EXERCISE BRIEF
Copy verbatim the block of lines in the entries below whose first line contains "repository d8b123f6b1532753" and whose last line contains "pub fn with_missing(mut". Leave out all other lines.

[Collected data]

/---

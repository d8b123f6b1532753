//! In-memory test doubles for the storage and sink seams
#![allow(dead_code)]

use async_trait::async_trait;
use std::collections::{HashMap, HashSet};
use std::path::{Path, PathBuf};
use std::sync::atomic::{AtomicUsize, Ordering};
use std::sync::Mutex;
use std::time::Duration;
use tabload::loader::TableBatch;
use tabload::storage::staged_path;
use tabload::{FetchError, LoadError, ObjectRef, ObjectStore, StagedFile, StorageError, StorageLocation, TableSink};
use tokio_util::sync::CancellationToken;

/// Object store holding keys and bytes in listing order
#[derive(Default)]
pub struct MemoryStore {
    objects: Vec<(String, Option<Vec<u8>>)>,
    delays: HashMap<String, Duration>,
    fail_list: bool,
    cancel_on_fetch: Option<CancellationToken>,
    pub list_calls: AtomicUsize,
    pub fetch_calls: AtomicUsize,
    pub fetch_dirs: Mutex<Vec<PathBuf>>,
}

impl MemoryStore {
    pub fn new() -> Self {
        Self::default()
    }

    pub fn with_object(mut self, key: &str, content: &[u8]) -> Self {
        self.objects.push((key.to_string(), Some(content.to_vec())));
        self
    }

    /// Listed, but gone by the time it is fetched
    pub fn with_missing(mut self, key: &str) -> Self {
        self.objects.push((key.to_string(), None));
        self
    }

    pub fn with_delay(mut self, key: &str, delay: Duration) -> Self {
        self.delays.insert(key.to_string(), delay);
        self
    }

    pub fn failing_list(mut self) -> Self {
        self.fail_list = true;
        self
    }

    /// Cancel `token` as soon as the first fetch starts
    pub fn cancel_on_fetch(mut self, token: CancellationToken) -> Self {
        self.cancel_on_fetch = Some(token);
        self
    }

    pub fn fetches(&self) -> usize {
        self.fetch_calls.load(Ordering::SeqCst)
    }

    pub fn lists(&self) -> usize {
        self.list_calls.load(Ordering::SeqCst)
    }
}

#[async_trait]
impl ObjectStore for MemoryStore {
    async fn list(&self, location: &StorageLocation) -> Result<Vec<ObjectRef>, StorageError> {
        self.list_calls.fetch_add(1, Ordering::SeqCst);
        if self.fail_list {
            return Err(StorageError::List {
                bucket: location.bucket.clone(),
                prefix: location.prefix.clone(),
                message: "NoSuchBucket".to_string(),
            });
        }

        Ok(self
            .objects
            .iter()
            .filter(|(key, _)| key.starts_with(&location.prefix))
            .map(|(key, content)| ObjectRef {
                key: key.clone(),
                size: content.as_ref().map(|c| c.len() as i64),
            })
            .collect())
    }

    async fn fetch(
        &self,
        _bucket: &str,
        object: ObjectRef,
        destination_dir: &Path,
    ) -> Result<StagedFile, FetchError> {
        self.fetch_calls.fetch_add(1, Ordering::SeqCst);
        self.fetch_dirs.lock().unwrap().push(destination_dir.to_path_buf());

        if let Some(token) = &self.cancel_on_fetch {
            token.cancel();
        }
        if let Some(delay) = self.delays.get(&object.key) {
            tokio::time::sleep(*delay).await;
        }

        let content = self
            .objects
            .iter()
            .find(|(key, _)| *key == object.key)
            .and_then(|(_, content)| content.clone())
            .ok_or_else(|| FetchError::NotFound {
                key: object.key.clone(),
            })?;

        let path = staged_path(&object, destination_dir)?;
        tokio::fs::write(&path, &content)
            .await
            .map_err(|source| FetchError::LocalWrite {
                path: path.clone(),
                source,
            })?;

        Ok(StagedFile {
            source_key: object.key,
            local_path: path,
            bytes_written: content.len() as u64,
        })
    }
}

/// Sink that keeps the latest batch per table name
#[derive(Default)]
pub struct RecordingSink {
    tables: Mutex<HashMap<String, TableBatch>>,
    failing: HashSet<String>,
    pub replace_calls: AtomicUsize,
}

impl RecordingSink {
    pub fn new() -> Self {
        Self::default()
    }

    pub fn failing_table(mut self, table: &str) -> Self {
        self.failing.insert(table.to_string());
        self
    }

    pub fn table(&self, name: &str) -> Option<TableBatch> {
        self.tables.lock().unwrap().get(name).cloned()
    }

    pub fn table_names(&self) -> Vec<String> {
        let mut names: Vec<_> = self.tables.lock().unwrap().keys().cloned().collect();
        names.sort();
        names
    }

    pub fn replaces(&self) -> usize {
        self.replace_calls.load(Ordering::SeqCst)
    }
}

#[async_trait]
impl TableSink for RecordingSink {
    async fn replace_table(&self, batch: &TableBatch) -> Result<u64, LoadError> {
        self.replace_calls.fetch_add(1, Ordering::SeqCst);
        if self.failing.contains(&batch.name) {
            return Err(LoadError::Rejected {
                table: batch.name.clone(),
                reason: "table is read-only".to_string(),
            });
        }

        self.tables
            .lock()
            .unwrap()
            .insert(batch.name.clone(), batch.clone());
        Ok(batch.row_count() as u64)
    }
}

\---
/---

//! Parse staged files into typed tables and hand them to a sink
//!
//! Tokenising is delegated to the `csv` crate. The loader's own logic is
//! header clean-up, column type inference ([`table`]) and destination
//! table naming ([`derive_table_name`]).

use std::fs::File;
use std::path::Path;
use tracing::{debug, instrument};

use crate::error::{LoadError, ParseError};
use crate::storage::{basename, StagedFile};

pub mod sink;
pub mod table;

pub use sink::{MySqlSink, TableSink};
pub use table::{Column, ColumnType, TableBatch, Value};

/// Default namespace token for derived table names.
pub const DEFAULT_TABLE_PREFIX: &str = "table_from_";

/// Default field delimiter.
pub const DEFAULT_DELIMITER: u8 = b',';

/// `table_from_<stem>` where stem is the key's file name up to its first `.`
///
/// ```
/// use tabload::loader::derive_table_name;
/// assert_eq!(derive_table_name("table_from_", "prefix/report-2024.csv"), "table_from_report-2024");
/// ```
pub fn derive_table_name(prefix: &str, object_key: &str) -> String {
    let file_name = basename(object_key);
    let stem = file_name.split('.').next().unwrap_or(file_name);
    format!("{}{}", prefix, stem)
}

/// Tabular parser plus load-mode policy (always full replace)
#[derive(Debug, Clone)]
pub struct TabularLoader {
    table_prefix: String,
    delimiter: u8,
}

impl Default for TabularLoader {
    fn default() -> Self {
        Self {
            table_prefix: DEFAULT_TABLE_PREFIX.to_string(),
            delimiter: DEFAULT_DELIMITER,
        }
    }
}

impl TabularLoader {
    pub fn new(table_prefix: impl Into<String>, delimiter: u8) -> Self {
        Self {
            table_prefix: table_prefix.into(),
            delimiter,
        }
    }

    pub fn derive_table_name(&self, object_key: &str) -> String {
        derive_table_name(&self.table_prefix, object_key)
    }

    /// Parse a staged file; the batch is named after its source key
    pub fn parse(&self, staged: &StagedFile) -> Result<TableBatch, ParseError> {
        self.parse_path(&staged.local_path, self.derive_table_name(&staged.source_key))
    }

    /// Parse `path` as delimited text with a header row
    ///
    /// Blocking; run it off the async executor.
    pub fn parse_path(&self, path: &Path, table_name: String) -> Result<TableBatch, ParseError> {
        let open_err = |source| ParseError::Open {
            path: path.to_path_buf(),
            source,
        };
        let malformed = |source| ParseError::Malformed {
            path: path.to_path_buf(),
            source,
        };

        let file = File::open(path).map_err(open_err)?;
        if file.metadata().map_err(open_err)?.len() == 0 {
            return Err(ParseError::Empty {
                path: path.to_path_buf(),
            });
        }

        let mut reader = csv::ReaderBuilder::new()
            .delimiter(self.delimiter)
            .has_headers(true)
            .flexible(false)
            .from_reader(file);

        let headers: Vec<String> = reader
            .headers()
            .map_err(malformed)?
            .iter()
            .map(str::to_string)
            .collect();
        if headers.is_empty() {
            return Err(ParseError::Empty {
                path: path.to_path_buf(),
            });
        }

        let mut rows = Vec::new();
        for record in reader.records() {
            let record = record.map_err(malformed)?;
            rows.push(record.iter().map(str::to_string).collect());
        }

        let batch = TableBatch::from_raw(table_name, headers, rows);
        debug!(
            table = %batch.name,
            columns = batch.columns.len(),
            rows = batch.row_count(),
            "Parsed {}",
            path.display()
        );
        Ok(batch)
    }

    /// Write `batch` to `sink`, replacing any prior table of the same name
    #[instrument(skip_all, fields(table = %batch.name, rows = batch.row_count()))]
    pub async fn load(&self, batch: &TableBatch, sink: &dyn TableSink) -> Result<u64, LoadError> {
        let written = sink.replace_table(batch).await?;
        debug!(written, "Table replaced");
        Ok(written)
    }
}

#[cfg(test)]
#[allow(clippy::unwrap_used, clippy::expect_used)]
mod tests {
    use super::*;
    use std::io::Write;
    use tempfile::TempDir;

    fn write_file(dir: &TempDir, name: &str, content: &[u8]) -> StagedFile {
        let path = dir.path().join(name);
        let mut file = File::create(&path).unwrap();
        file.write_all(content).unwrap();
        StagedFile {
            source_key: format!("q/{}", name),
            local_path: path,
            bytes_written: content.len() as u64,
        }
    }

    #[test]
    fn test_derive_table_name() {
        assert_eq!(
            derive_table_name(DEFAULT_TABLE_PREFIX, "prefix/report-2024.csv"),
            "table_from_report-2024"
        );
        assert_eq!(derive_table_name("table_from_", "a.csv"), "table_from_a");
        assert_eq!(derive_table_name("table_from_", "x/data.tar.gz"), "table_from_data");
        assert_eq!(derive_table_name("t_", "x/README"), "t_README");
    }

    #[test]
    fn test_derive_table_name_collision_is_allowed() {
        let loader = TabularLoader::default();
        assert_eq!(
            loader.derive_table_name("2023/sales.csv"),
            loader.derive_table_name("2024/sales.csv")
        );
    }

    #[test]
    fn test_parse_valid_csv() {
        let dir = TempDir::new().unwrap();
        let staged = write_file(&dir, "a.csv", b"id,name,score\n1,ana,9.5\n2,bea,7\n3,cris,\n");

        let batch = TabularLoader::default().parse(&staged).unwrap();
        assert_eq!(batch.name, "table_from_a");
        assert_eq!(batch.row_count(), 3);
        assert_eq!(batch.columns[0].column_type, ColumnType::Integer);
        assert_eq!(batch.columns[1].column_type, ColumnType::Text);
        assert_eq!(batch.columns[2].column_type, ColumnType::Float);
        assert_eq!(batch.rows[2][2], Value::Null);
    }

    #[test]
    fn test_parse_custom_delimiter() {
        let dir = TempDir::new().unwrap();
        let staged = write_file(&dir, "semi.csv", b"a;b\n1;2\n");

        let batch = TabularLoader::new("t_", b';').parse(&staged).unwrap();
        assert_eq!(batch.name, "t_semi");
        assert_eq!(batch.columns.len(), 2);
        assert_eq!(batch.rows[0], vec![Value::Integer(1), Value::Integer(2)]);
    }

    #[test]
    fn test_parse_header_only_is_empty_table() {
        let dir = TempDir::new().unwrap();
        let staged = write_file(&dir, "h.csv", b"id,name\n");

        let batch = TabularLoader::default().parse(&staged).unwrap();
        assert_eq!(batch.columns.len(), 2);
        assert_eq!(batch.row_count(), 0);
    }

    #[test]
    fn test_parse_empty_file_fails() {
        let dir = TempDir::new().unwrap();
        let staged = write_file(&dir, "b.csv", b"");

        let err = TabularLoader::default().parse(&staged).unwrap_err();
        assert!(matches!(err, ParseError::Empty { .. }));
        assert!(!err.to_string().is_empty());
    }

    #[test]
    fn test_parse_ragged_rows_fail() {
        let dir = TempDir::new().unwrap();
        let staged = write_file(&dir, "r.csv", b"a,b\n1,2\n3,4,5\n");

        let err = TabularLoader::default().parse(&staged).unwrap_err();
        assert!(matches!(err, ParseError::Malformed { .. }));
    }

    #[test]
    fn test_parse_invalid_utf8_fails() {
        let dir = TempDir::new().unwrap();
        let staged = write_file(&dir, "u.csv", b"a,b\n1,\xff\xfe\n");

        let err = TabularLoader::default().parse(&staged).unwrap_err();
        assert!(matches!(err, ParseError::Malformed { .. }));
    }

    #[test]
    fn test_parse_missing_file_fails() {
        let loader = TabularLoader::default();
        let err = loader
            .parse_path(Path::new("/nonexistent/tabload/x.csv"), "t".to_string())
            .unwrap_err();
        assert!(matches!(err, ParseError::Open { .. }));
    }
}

\---

RESPONSE
repository d8b123f6b1532753
//! In-memory test doubles for the storage and sink seams
#![allow(dead_code)]

use async_trait::async_trait;
use std::collections::{HashMap, HashSet};
use std::path::{Path, PathBuf};
use std::sync::atomic::{AtomicUsize, Ordering};
use std::sync::Mutex;
use std::time::Duration;
use tabload::loader::TableBatch;
use tabload::storage::staged_path;
use tabload::{FetchError, LoadError, ObjectRef, ObjectStore, StagedFile, StorageError, StorageLocation, TableSink};
use tokio_util::sync::CancellationToken;

/// Object store holding keys and bytes in listing order
#[derive(Default)]
pub struct MemoryStore {
    objects: Vec<(String, Option<Vec<u8>>)>,
    delays: HashMap<String, Duration>,
    fail_list: bool,
    cancel_on_fetch: Option<CancellationToken>,
    pub list_calls: AtomicUsize,
    pub fetch_calls: AtomicUsize,
    pub fetch_dirs: Mutex<Vec<PathBuf>>,
}

impl MemoryStore {
    pub fn new() -> Self {
        Self::default()
    }

    pub fn with_object(mut self, key: &str, content: &[u8]) -> Self {
        self.objects.push((key.to_string(), Some(content.to_vec())));
        self
    }

    /// Listed, but gone by the time it is fetched
    pub fn with_missing(mut self, key: &str) -> Self {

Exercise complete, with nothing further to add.